No entanto, nem sempre existe a noção de que não basta que os cravos tenham florido para que a democracia e mais a liberdade se afirmem. Por vezes, muito frequentemente mesmo, cada qual esquece-se de que uma e outra começam e acabam na postura de cada um. Falta essencialmente a noção de que elas bem como tudo o que se quer resultam antes de mais de uma construção individual à medida dos sonhos que se nos desenrolam.

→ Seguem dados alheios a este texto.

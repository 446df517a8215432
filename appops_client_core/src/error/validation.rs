//! Validation related error types

use thiserror::Error;

/// Validation and configuration errors
#[derive(Error, Debug)]
pub enum ValidationError {
    /// Mutually exclusive or mutually required inputs were violated
    #[error("Invalid arguments: {message}")]
    Precondition { message: String },

    /// Invalid configuration
    #[error("Invalid configuration: {message}")]
    InvalidConfiguration { message: String },
}

impl ValidationError {
    /// Create a precondition error
    pub fn precondition(message: &str) -> Self {
        Self::Precondition {
            message: message.to_string(),
        }
    }

    /// Create an invalid configuration error
    pub fn invalid_configuration(message: &str) -> Self {
        Self::InvalidConfiguration {
            message: message.to_string(),
        }
    }
}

Ao longo das décadas de navegação, não faltaram erros de postura e más acções, da parte dos timoneiros escolhidos pela vontade maioritária da nação. Aliás, dizem as crónicas e a realidade sentida, que a coisa foi comum a praticamente todas as naus da frota espalhas pelos diversos mares, se assim quisermos chamar aos países em que porque democráticos e livres, muitas coisas são menos supostas.
No tal, aqui objecto principal da nossa atenção, porque é o nosso, a páginas tantas começou-se a questionar a validade dos cravos. O desânimo e a descrença minam os alicerces da obra permanente e iniciada no ano de mil novecentos e setenta e quatro. A decência foi esquecida e a esperança quase morreu.
Dizem alguns, e parece que é verdade, que com a recente eleição de um Presidente-Rei, se está a conseguir um ainda ténue vislumbre da força do acreditar. Vale a pena fazermos força para que sim. Pode ser que os cravos mesmo na mão voltem a apontar a dimensão dos nossos desejos neste campo florido que se chama Portugal.